# DATA EXTRACTS:
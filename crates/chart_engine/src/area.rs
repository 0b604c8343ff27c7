//! Chart area
//!
//! The chart area owns the axes, the grid and the annotations of one chart.
//! It tracks whether it is operational, batches invalidation while the host
//! makes structural edits, drives the cartesian solver or the polar framing,
//! and answers pixel <-> data queries against the last arranged plot area.

use crate::annotation::{Annotation, AnnotationContext, AnnotationId, AnnotationKind};
use crate::axis::{Axis, AxisId, AxisLayoutStrategy, AxisType, LayoutContext};
use crate::cartesian;
use crate::config::EngineSettings;
use crate::error::{ChartError, ChartResult};
use crate::grid::ChartGrid;
use crate::invalidate::InvalidateFlags;
use crate::measure::{CharWidthMeasurer, ContentMeasurer};
use crate::polar;
use crate::value::DataValue;
use crate::view::ViewContext;
use chart_geometry::{Point, Rect};
use serde::{Deserialize, Serialize};
use std::ops::{Deref, DerefMut};

/// Which arrangement a chart area uses
#[derive(Debug, Clone, Copy, PartialEq, Serialize, Deserialize)]
pub enum CoordinateSystem {
    /// Rectangular X/Y plot with axis stacks on its four sides
    Cartesian,
    /// Radius and angle axes inscribed in a circle
    Polar {
        /// Where domain angle 0 sits, in degrees counter-clockwise from 3 o'clock
        start_angle: f64,
    },
}

/// Lifecycle state of a chart area
#[derive(Debug, Clone, Copy, PartialEq, Eq, Serialize, Deserialize)]
pub enum AreaState {
    /// No view attached
    Unloaded,
    /// View attached but a required axis is missing
    AxesIncomplete,
    /// Arrange and conversions do real work
    Operational,
}

/// Why a chart area is not operational
#[derive(Debug, Clone, Copy, PartialEq, Eq, Hash, Serialize, Deserialize)]
pub enum NotLoadedReason {
    NoHorizontalAxis,
    NoVerticalAxis,
    NoPolarAxis,
    NoAngleAxis,
}

impl NotLoadedReason {
    /// Stable key a host can map to a localized placeholder message
    pub fn key(&self) -> &'static str {
        match self {
            NotLoadedReason::NoHorizontalAxis => "NoHorizontalAxis",
            NotLoadedReason::NoVerticalAxis => "NoVerticalAxis",
            NotLoadedReason::NoPolarAxis => "NoPolarAxis",
            NotLoadedReason::NoAngleAxis => "NoAngleAxis",
        }
    }
}

impl std::fmt::Display for NotLoadedReason {
    fn fmt(&self, f: &mut std::fmt::Formatter<'_>) -> std::fmt::Result {
        f.write_str(self.key())
    }
}

/// The resolved plot area of the last arrange
#[derive(Debug, Clone, Copy, PartialEq)]
pub struct PlotAreaLayout {
    /// Where series and grid are drawn
    pub plot_rect: Rect,
    /// The plot rect scaled by zoom: the full pannable surface series map onto
    pub virtual_rect: Rect,
    /// Solver passes; always 1 for polar areas
    pub passes: usize,
    pub converged: bool,
}

/// A chart area
pub struct ChartArea {
    system: CoordinateSystem,
    settings: EngineSettings,
    measurer: Box<dyn ContentMeasurer>,
    view: Option<ViewContext>,
    axes: Vec<Axis>,
    grid: Option<ChartGrid>,
    annotations: Vec<Annotation>,
    plot_area: Option<PlotAreaLayout>,
    suspend_count: usize,
    pending: InvalidateFlags,
    emitted: Vec<InvalidateFlags>,
}
//! Chart grid
//!
//! Cartesian grids draw a line through every visible major tick; polar grids
//! draw a circle per radius tick and a spoke per angle tick.

use crate::axis::Axis;
use crate::polar::normalize_angle;
use crate::view::ViewContext;
use chart_geometry::{arc_point, is_zero, Line, Point, Rect};
use serde::{Deserialize, Serialize};

/// A grid circle around the polar center
#[derive(Debug, Clone, Copy, PartialEq, Serialize, Deserialize)]
pub struct GridCircle {
    pub center: Point,
    pub radius: f64,
}

/// Grid attached to a chart area
#[derive(Debug, Clone, PartialEq, Serialize, Deserialize)]
pub struct ChartGrid {
    /// Lines for the First axis ticks
    pub show_first_lines: bool,
    /// Lines for the Second axis ticks
    pub show_second_lines: bool,
    #[serde(skip)]
    first_lines: Vec<Line>,
    #[serde(skip)]
    second_lines: Vec<Line>,
    #[serde(skip)]
    circles: Vec<GridCircle>,
    #[serde(skip)]
    is_valid: bool,
}

impl Default for ChartGrid {
    fn default() -> Self {
        Self {
            show_first_lines: true,
            show_second_lines: true,
            first_lines: Vec::new(),
            second_lines: Vec::new(),
            circles: Vec::new(),
            is_valid: false,
        }
    }
}

impl ChartGrid {
    pub fn new() -> Self {
        Self::default()
    }

    /// Vertical lines of a cartesian grid
    pub fn first_lines(&self) -> &[Line] {
        &self.first_lines
    }

    /// Horizontal lines of a cartesian grid, or the spokes of a polar grid
    pub fn second_lines(&self) -> &[Line] {
        &self.second_lines
    }

    /// Circles of a polar grid
    pub fn circles(&self) -> &[GridCircle] {
        &self.circles
    }

    /// Whether the geometry matches the last arrange
    pub fn is_valid(&self) -> bool {
        self.is_valid
    }

    pub(crate) fn invalidate(&mut self) {
        self.is_valid = false;
    }

    fn clear(&mut self) {
        self.first_lines.clear();
        self.second_lines.clear();
        self.circles.clear();
    }

    /// Lines through the visible ticks of the primary axes
    pub(crate) fn arrange_cartesian(
        &mut self,
        first: Option<&Axis>,
        second: Option<&Axis>,
        plot_rect: &Rect,
        view: &ViewContext,
    ) {
        self.clear();
        let virtual_rect = view.virtual_rect(plot_rect);
        let pan = view.pan_offset(plot_rect);

        if let Some(axis) = first.filter(|_| self.show_first_lines) {
            for tick in axis.ticks().iter().filter(|t| t.is_visible) {
                let x = virtual_rect.x + tick.normalized_value * virtual_rect.width + pan.x;
                self.first_lines.push(Line::new(
                    Point::new(x, plot_rect.y),
                    Point::new(x, plot_rect.bottom()),
                ));
            }
        }

        if let Some(axis) = second.filter(|_| self.show_second_lines) {
            for tick in axis.ticks().iter().filter(|t| t.is_visible) {
                let y = virtual_rect.y + (1.0 - tick.normalized_value) * virtual_rect.height + pan.y;
                self.second_lines.push(Line::new(
                    Point::new(plot_rect.x, y),
                    Point::new(plot_rect.right(), y),
                ));
            }
        }

        self.is_valid = true;
    }

    /// Circles for radius ticks, spokes for angle ticks
    pub(crate) fn arrange_polar(
        &mut self,
        radius_axis: Option<&Axis>,
        angle_axis: Option<&Axis>,
        plot_rect: &Rect,
        start_angle: f64,
    ) {
        self.clear();
        let center = plot_rect.center();
        let max_radius = plot_rect.width / 2.0;

        if let Some(axis) = radius_axis.filter(|_| self.show_first_lines) {
            for tick in axis.ticks() {
                let radius = tick.normalized_value * max_radius;
                if is_zero(radius) {
                    continue;
                }
                self.circles.push(GridCircle { center, radius });
            }
        }

        if let Some(axis) = angle_axis.filter(|_| self.show_second_lines) {
            for tick in axis.ticks() {
                let angle = normalize_angle(axis.tick_angle(tick), start_angle, axis.is_inverse());
                self.second_lines
                    .push(Line::new(center, arc_point(angle, center, max_radius)));
            }
        }

        self.is_valid = true;
    }
}
//! Error types for the chart engine

use crate::axis::AxisId;
use thiserror::Error;

/// Errors that can occur when configuring or arranging a chart area
///
/// Missing axes are not errors: they put the area into a non-operational
/// state that reports [`crate::NotLoadedReason`]s instead.
#[derive(Error, Debug)]
pub enum ChartError {
    /// The angle axis of a polar chart cannot be laid out on a circle
    #[error("Angle axis of a polar chart area must be radial")]
    NonRadialAngleAxis,

    /// The chart area does not own the requested axis
    #[error("Axis not found: {0}")]
    AxisNotFound(AxisId),

    /// A setter received an out-of-range value
    #[error("Invalid setting: {0}")]
    InvalidSetting(String),

    /// Settings could not be parsed or serialized
    #[error("Configuration error: {0}")]
    Config(#[from] serde_json::Error),

    /// IO error
    #[error("IO error: {0}")]
    Io(#[from] std::io::Error),
}

/// Result type for chart operations
pub type ChartResult<T> = Result<T, ChartError>;
//! Numerical axis scale
//!
//! The actual range is derived from optional user bounds and the data extent
//! reported by the host, extended to include zero for single-signed data and
//! rounded outward to a "nice" major step.

use crate::value::{AxisPlotInfo, DataValue};
use chart_geometry::{coerce, wrap_degrees};
use serde::{Deserialize, Serialize};

/// Number of major ticks the automatic step aims for
const AUTO_TICK_TARGET: usize = 8;

/// Major step of a radial (angle) numerical axis when none is given
const DEFAULT_RADIAL_STEP: f64 = 30.0;

/// Upper bound on the major ticks of one axis; a user step that would exceed
/// it is replaced by the automatic step
pub const MAX_MAJOR_TICKS: usize = 1000;

/// An inclusive value range
#[derive(Debug, Clone, Copy, PartialEq, Serialize, Deserialize)]
pub struct ValueRange {
    pub minimum: f64,
    pub maximum: f64,
}

impl ValueRange {
    pub fn new(minimum: f64, maximum: f64) -> Self {
        Self { minimum, maximum }
    }

    pub fn delta(&self) -> f64 {
        self.maximum - self.minimum
    }
}

/// Scale state of a numerical axis
#[derive(Debug, Clone, PartialEq)]
pub struct NumericalScale {
    pub user_minimum: Option<f64>,
    pub user_maximum: Option<f64>,
    pub user_major_step: Option<f64>,
    /// Overrides the automatic tick target; at least 2
    pub desired_tick_count: Option<usize>,
    /// Value bars and areas grow from
    pub plot_origin: f64,
    /// Angle axes always span a full turn
    pub(crate) radial: bool,
    pub(crate) data_extent: Option<ValueRange>,
    pub(crate) actual_range: ValueRange,
    pub(crate) major_step: f64,
}

impl Default for NumericalScale {
    fn default() -> Self {
        Self {
            user_minimum: None,
            user_maximum: None,
            user_major_step: None,
            desired_tick_count: None,
            plot_origin: 0.0,
            radial: false,
            data_extent: None,
            actual_range: ValueRange::new(0.0, 0.0),
            major_step: 0.0,
        }
    }
}

impl NumericalScale {
    pub(crate) fn radial() -> Self {
        Self {
            radial: true,
            ..Self::default()
        }
    }

    pub fn actual_range(&self) -> ValueRange {
        self.actual_range
    }

    pub fn major_step(&self) -> f64 {
        self.major_step
    }

    pub(crate) fn reset(&mut self) {
        self.actual_range = ValueRange::new(0.0, 0.0);
        self.major_step = 0.0;
    }

    /// Recompute the actual range and major step
    pub(crate) fn update(&mut self) {
        if self.radial {
            self.actual_range = ValueRange::new(0.0, 360.0);
            self.major_step = self
                .user_major_step
                .filter(|s| *s > 0.0)
                .unwrap_or(DEFAULT_RADIAL_STEP);
            return;
        }

        let extent = self.data_extent.unwrap_or(ValueRange::new(0.0, 0.0));
        let mut range = extent;
        if let Some(min) = self.user_minimum {
            range.minimum = min;
        }
        if let Some(max) = self.user_maximum {
            range.maximum = max;
        }
        range.maximum = range.maximum.max(range.minimum);

        // include the origin for single-signed data
        if self.user_minimum.is_none() && range.minimum > 0.0 {
            range.minimum = 0.0;
        }
        if self.user_maximum.is_none() && range.maximum < 0.0 {
            range.maximum = 0.0;
        }
        if range.delta() == 0.0 {
            if self.user_maximum.is_none() {
                range.maximum = range.minimum + 1.0;
            } else if self.user_minimum.is_none() {
                range.minimum = range.maximum - 1.0;
            }
        }

        let tick_target = self
            .desired_tick_count
            .filter(|count| *count >= 2)
            .unwrap_or(AUTO_TICK_TARGET)
            .min(MAX_MAJOR_TICKS);
        self.major_step = match self.user_major_step.filter(|s| *s > 0.0) {
            Some(step) if range.delta() / step <= MAX_MAJOR_TICKS as f64 => step,
            Some(step) => {
                tracing::warn!(
                    target: "chart_engine::layout",
                    step,
                    delta = range.delta(),
                    "major step yields too many ticks, using the automatic step"
                );
                nice_step(range.delta(), tick_target)
            }
            None => nice_step(range.delta(), tick_target),
        };

        if self.major_step > 0.0 {
            if self.user_minimum.is_none() {
                range.minimum = (range.minimum / self.major_step).floor() * self.major_step;
            }
            if self.user_maximum.is_none() {
                range.maximum = (range.maximum / self.major_step).ceil() * self.major_step;
                if range.maximum <= range.minimum {
                    range.maximum = range.minimum + self.major_step;
                }
            }
        }

        self.actual_range = range;
    }

    /// Position of `value` in `[0, 1]` before inversion
    pub fn normalize(&self, value: f64) -> f64 {
        let delta = self.actual_range.delta();
        if delta == 0.0 {
            return 0.0;
        }
        (value - self.actual_range.minimum) / delta
    }

    /// Major ticks as `(value, normalized)` pairs, restricted to the visible range
    pub(crate) fn generate_ticks(&self, visible: (f64, f64), inverse: bool) -> Vec<(f64, f64)> {
        let mut ticks = Vec::new();
        let delta = self.actual_range.delta();
        if self.major_step <= 0.0 || delta <= 0.0 {
            return ticks;
        }

        let count = ((delta / self.major_step + 1e-9).floor() as usize).min(MAX_MAJOR_TICKS);
        let tolerance = self.major_step / delta;
        for i in 0..=count {
            let value = self.actual_range.minimum + i as f64 * self.major_step;
            let normalized = self.normalize(value);
            // a full turn ends where it starts
            if self.radial && i > 0 && chart_geometry::is_one(normalized) {
                continue;
            }
            let normalized = if inverse { 1.0 - normalized } else { normalized };
            if normalized < visible.0 - tolerance || normalized > visible.1 + tolerance {
                continue;
            }
            ticks.push((value, normalized));
        }

        ticks
    }

    pub(crate) fn plot_info(&self, value: &DataValue, inverse: bool) -> Option<AxisPlotInfo> {
        let value = value.as_f64()?;
        if !value.is_finite() {
            return None;
        }

        let normalized_value = self.normalize(value);
        let normalized_origin = coerce(self.normalize(self.plot_origin), 0.0, 1.0);

        Some(if inverse {
            AxisPlotInfo::Numerical {
                normalized_value: 1.0 - normalized_value,
                normalized_origin: 1.0 - normalized_origin,
            }
        } else {
            AxisPlotInfo::Numerical {
                normalized_value,
                normalized_origin,
            }
        })
    }

    /// Domain value at a relative position along the axis
    pub(crate) fn value_at(&self, relative_position: f64) -> DataValue {
        let range = self.actual_range;
        DataValue::Number(relative_position * range.delta() + range.minimum)
    }

    /// Domain angle of a value on a radial axis
    pub(crate) fn angle_of(&self, value: f64) -> f64 {
        wrap_degrees(self.normalize(value) * 360.0)
    }
}

/// Pick a 1/2/5 x 10^n step that splits `delta` into about `target` ticks
pub fn nice_step(delta: f64, target: usize) -> f64 {
    if delta <= 0.0 || !delta.is_finite() {
        return 1.0;
    }

    let intervals = target.saturating_sub(1).max(1) as f64;
    let raw = delta / intervals;
    let magnitude = 10f64.powf(raw.log10().floor());
    let normalized = raw / magnitude;

    let nice = if normalized <= 1.0 {
        1.0
    } else if normalized <= 2.0 {
        2.0
    } else if normalized <= 5.0 {
        5.0
    } else {
        10.0
    };

    nice * magnitude
}

#[cfg(test)]
mod tests {
    use super::*;

    fn scale_with_extent(min: f64, max: f64) -> NumericalScale {
        let mut scale = NumericalScale {
            data_extent: Some(ValueRange::new(min, max)),
            ..NumericalScale::default()
        };
        scale.update();
        scale
    }

    #[test]
    fn test_nice_step() {
        assert_eq!(nice_step(100.0, 6), 20.0);
        assert_eq!(nice_step(1.0, 11), 0.1);
        assert_eq!(nice_step(7.0, 8), 1.0);
        assert_eq!(nice_step(0.0, 8), 1.0);
    }

    #[test]
    fn test_auto_range_includes_zero() {
        let scale = scale_with_extent(12.0, 87.0);
        assert_eq!(scale.actual_range().minimum, 0.0);
        assert!(scale.actual_range().maximum >= 87.0);
        assert_eq!(scale.actual_range().maximum % scale.major_step(), 0.0);
    }

    #[test]
    fn test_negative_range_rounds_outward() {
        let scale = scale_with_extent(-47.0, 33.0);
        let range = scale.actual_range();
        assert!(range.minimum <= -47.0);
        assert!(range.maximum >= 33.0);
    }

    #[test]
    fn test_user_bounds_are_kept() {
        let mut scale = NumericalScale {
            user_minimum: Some(0.0),
            user_maximum: Some(100.0),
            user_major_step: Some(25.0),
            ..NumericalScale::default()
        };
        scale.update();

        assert_eq!(scale.actual_range(), ValueRange::new(0.0, 100.0));
        let ticks = scale.generate_ticks((0.0, 1.0), false);
        let values: Vec<f64> = ticks.iter().map(|t| t.0).collect();
        assert_eq!(values, vec![0.0, 25.0, 50.0, 75.0, 100.0]);
    }

    #[test]
    fn test_dense_user_step_falls_back_to_auto_step() {
        let mut scale = NumericalScale {
            user_minimum: Some(0.0),
            user_maximum: Some(1_000_000.0),
            user_major_step: Some(1.0),
            ..NumericalScale::default()
        };
        scale.update();

        assert_eq!(scale.major_step(), nice_step(1_000_000.0, AUTO_TICK_TARGET));
        let ticks = scale.generate_ticks((0.0, 1.0), false);
        assert!(ticks.len() <= AUTO_TICK_TARGET + 1);

        scale.user_maximum = Some(1.0e9);
        scale.user_major_step = Some(1.0e-3);
        scale.update();
        assert!(scale.generate_ticks((0.0, 1.0), false).len() <= MAX_MAJOR_TICKS + 1);
    }

    #[test]
    fn test_desired_tick_count_sets_auto_step() {
        let mut scale = NumericalScale {
            user_minimum: Some(0.0),
            user_maximum: Some(100.0),
            desired_tick_count: Some(3),
            ..NumericalScale::default()
        };
        scale.update();
        let values: Vec<f64> = scale.generate_ticks((0.0, 1.0), false).iter().map(|t| t.0).collect();
        assert_eq!(values, vec![0.0, 50.0, 100.0]);

        scale.desired_tick_count = Some(6);
        scale.update();
        assert_eq!(scale.major_step(), 20.0);
        assert_eq!(scale.generate_ticks((0.0, 1.0), false).len(), 6);
    }

    #[test]
    fn test_degenerate_range_is_widened() {
        let scale = scale_with_extent(0.0, 0.0);
        assert!(scale.actual_range().delta() > 0.0);
    }

    #[test]
    fn test_inverse_ticks_are_flipped() {
        let mut scale = NumericalScale {
            user_minimum: Some(0.0),
            user_maximum: Some(10.0),
            user_major_step: Some(5.0),
            ..NumericalScale::default()
        };
        scale.update();

        let ticks = scale.generate_ticks((0.0, 1.0), true);
        assert_eq!(ticks, vec![(0.0, 1.0), (5.0, 0.5), (10.0, 0.0)]);
    }

    #[test]
    fn test_visible_range_culls_ticks() {
        let mut scale = NumericalScale {
            user_minimum: Some(0.0),
            user_maximum: Some(100.0),
            user_major_step: Some(10.0),
            ..NumericalScale::default()
        };
        scale.update();

        let ticks = scale.generate_ticks((0.0, 0.5), false);
        // one step of slack past the visible edge
        assert_eq!(ticks.last().map(|t| t.0), Some(60.0));
    }

    #[test]
    fn test_radial_scale_skips_closing_tick() {
        let mut scale = NumericalScale::radial();
        scale.update();

        let ticks = scale.generate_ticks((0.0, 1.0), false);
        assert_eq!(ticks.len(), 12);
        assert_eq!(ticks.last().map(|t| t.0), Some(330.0));
        assert_eq!(scale.angle_of(90.0), 90.0);
    }

    #[test]
    fn test_plot_info_and_value_at() {
        let scale = scale_with_extent(0.0, 100.0);
        let info = scale.plot_info(&DataValue::Number(50.0), false).unwrap();
        let position = info.normalized_position();
        assert_eq!(scale.value_at(position), DataValue::Number(50.0));

        assert!(scale.plot_info(&DataValue::Number(f64::NAN), false).is_none());
        assert!(scale.plot_info(&DataValue::from("a"), false).is_none());
    }
}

# PROBLEM TO SOLVE:
Whenever the string "iter" occurs in a line of the entries above, copy that line.

# TASK ANSWER:
            for tick in axis.ticks().iter().filter(|t| t.is_visible) {
            for tick in axis.ticks().iter().filter(|t| t.is_visible) {
        let values: Vec<f64> = ticks.iter().map(|t| t.0).collect();
        let values: Vec<f64> = scale.generate_ticks((0.0, 1.0), false).iter().map(|t| t.0).collect();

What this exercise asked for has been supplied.